Your objective: Please state the number of lines in the records below that contain the string "contains", and nothing further.

- - - -

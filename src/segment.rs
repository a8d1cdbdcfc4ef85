use serde::{Deserialize, Serialize};
use std::fmt;

/// One unit of a broadcast: an audio track, a spoken announcement, or a
/// timed volume dip. Segments are ordered by `position` within a broadcast.
#[derive(Debug, Clone, Serialize, Deserialize)]
pub struct Segment {
    /// Unique identifier, stable across reorders.
    pub id: u32,
    /// Play-order key. Strictly increasing and unique within a broadcast;
    /// re-derived wholesale on every reorder.
    pub position: u32,
    #[serde(flatten)]
    pub kind: SegmentKind,
}

/// Closed set of segment kinds. Adding a kind is a compile-time-checked
/// exhaustive match everywhere segments are executed.
#[derive(Debug, Clone, Serialize, Deserialize)]
#[serde(tag = "type", content = "config", rename_all = "snake_case")]
pub enum SegmentKind {
    Track(TrackConfig),
    Announcement(AnnouncementConfig),
    VolumeDip(VolumeDipConfig),
}

impl SegmentKind {
    /// Short name for display and event reporting.
    pub fn name(&self) -> &'static str {
        match self {
            SegmentKind::Track(_) => "track",
            SegmentKind::Announcement(_) => "announcement",
            SegmentKind::VolumeDip(_) => "volume_dip",
        }
    }
}

impl fmt::Display for SegmentKind {
    fn fmt(&self, f: &mut fmt::Formatter<'_>) -> fmt::Result {
        write!(f, "{}", self.name())
    }
}

/// A music clip played from a source identifier.
#[derive(Debug, Clone, Serialize, Deserialize)]
pub struct TrackConfig {
    /// Clip locator: either a bare source id or a pasted URL containing one.
    pub source: String,
    /// Display title.
    #[serde(default)]
    pub title: String,
    /// Seconds into the clip to start from.
    #[serde(default)]
    pub start_offset: f32,
    /// Seconds at which to stop. 0 = play to the natural end.
    #[serde(default)]
    pub end_offset: f32,
    /// Fade-in duration in seconds.
    #[serde(default)]
    pub fade_in: f32,
    /// Fade-out duration in seconds.
    #[serde(default = "default_fade_out")]
    pub fade_out: f32,
}

fn default_fade_out() -> f32 {
    2.0
}

/// A synthesized speech announcement, optionally ducking the music under it.
#[derive(Debug, Clone, Serialize, Deserialize)]
pub struct AnnouncementConfig {
    pub text: String,
    /// Voice selector passed to the speech engine. None = engine default.
    #[serde(default, skip_serializing_if = "Option::is_none")]
    pub voice: Option<String>,
    /// Lower the music volume while this announcement plays.
    #[serde(default)]
    pub duck_music: bool,
    /// Volume (0-100) the music is held at while ducked.
    #[serde(default = "default_duck_volume")]
    pub duck_volume: f32,
}

fn default_duck_volume() -> f32 {
    20.0
}

/// A silent segment: dip the music to a target volume, hold, restore.
#[derive(Debug, Clone, Serialize, Deserialize)]
pub struct VolumeDipConfig {
    /// Target volume (0-100) held during the dip.
    pub volume: f32,
    /// Hold duration in seconds.
    pub duration: f32,
}

impl Segment {
    /// One-line description for list displays.
    pub fn summary(&self) -> String {
        match &self.kind {
            SegmentKind::Track(c) => {
                let title = if c.title.is_empty() { &c.source } else { &c.title };
                format!("{} ({}s in, {}s out)", title, c.fade_in, c.fade_out)
            }
            SegmentKind::Announcement(c) => {
                // Truncate on characters, not bytes
                let text = if c.text.chars().count() > 50 {
                    let head: String = c.text.chars().take(50).collect();
                    format!("{}...", head)
                } else {
                    c.text.clone()
                };
                if c.duck_music {
                    format!("\"{}\" (duck to {}%)", text, c.duck_volume)
                } else {
                    format!("\"{}\"", text)
                }
            }
            SegmentKind::VolumeDip(c) => {
                format!("dip to {}% for {}s", c.volume, c.duration)
            }
        }
    }
}

/// Extract a clip source id from either a bare id or a pasted URL.
///
/// Accepts `https://youtube.com/watch?v=<id>` (id in the query),
/// `https://youtu.be/<id>` (id in the path), or a plain id string.
/// Returns None when the string is URL-shaped but no id can be found,
/// or when it is empty — callers skip the load and advance.
pub fn extract_source_id(source: &str) -> Option<String> {
    let source = source.trim();
    if source.is_empty() {
        return None;
    }

    if source.contains("youtube.com") || source.contains("youtu.be") {
        for marker in ["watch?v=", "youtu.be/"] {
            if let Some(pos) = source.find(marker) {
                let tail = &source[pos + marker.len()..];
                let id: String = tail
                    .chars()
                    .take_while(|c| *c != '&' && *c != '?' && !c.is_whitespace())
                    .collect();
                if !id.is_empty() {
                    return Some(id);
                }
            }
        }
        return None;
    }

    // Bare id — anything without URL markers is taken as-is.
    Some(source.to_string())
}

#[cfg(test)]
mod tests {
    use super::*;

    #[test]
    fn extract_bare_id() {
        assert_eq!(extract_source_id("abc123").as_deref(), Some("abc123"));
    }

    #[test]
    fn extract_from_watch_url() {
        let id = extract_source_id("https://www.youtube.com/watch?v=dQw4w9WgXcQ");
        assert_eq!(id.as_deref(), Some("dQw4w9WgXcQ"));
    }

    #[test]
    fn extract_from_watch_url_with_extra_params() {
        let id = extract_source_id("https://www.youtube.com/watch?v=dQw4w9WgXcQ&t=42");
        assert_eq!(id.as_deref(), Some("dQw4w9WgXcQ"));
    }

    #[test]
    fn extract_from_short_url() {
        let id = extract_source_id("https://youtu.be/dQw4w9WgXcQ");
        assert_eq!(id.as_deref(), Some("dQw4w9WgXcQ"));
    }

    #[test]
    fn extract_rejects_url_without_id() {
        assert!(extract_source_id("https://www.youtube.com/feed/library").is_none());
        assert!(extract_source_id("https://youtube.com/watch?v=").is_none());
    }

    #[test]
    fn extract_rejects_empty() {
        assert!(extract_source_id("").is_none());
        assert!(extract_source_id("   ").is_none());
    }

    #[test]
    fn extract_trims_whitespace() {
        assert_eq!(extract_source_id("  abc  ").as_deref(), Some("abc"));
    }

    #[test]
    fn track_fade_out_defaults_to_two_seconds() {
        let json = r#"{"source":"abc","title":"Song"}"#;
        let config: TrackConfig = serde_json::from_str(json).unwrap();
        assert_eq!(config.fade_out, 2.0);
        assert_eq!(config.fade_in, 0.0);
        assert_eq!(config.start_offset, 0.0);
        assert_eq!(config.end_offset, 0.0);
    }

    #[test]
    fn announcement_duck_volume_defaults_to_twenty() {
        let json = r#"{"text":"Hello listeners"}"#;
        let config: AnnouncementConfig = serde_json::from_str(json).unwrap();
        assert_eq!(config.duck_volume, 20.0);
        assert!(!config.duck_music);
        assert!(config.voice.is_none());
    }

    #[test]
    fn segment_serialization_roundtrip() {
        let segment = Segment {
            id: 7,
            position: 2,
            kind: SegmentKind::VolumeDip(VolumeDipConfig {
                volume: 30.0,
                duration: 3.0,
            }),
        };
        let json = serde_json::to_string(&segment).unwrap();
        assert!(json.contains("\"type\":\"volume_dip\""));
        let loaded: Segment = serde_json::from_str(&json).unwrap();
        assert_eq!(loaded.id, 7);
        assert_eq!(loaded.position, 2);
        match loaded.kind {
            SegmentKind::VolumeDip(c) => {
                assert_eq!(c.volume, 30.0);
                assert_eq!(c.duration, 3.0);
            }
            other => panic!("wrong kind: {}", other),
        }
    }

    #[test]
    fn kind_names() {
        let track = SegmentKind::Track(TrackConfig {
            source: "x".into(),
            title: String::new(),
            start_offset: 0.0,
            end_offset: 0.0,
            fade_in: 0.0,
            fade_out: 2.0,
        });
        assert_eq!(track.name(), "track");
        assert_eq!(format!("{}", track), "track");
    }

    #[test]
    fn summary_handles_multibyte_announcement_text() {
        let long = Segment {
            id: 1,
            position: 0,
            kind: SegmentKind::Announcement(AnnouncementConfig {
                text: "नमस्ते श्रोताओं ".repeat(10),
                voice: None,
                duck_music: false,
                duck_volume: 20.0,
            }),
        };
        assert!(long.summary().contains("..."));

        // Over 50 bytes but under 50 chars: no truncation, no panic
        let short = Segment {
            id: 2,
            position: 0,
            kind: SegmentKind::Announcement(AnnouncementConfig {
                text: "é".repeat(40),
                voice: None,
                duck_music: false,
                duck_volume: 20.0,
            }),
        };
        assert!(short.summary().contains(&"é".repeat(40)));
    }

    #[test]
    fn summary_truncates_long_announcement_text() {
        let segment = Segment {
            id: 1,
            position: 0,
            kind: SegmentKind::Announcement(AnnouncementConfig {
                text: "x".repeat(80),
                voice: None,
                duck_music: false,
                duck_volume: 20.0,
            }),
        };
        assert!(segment.summary().contains("..."));
    }
}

- - - -

Response to this exercise: 5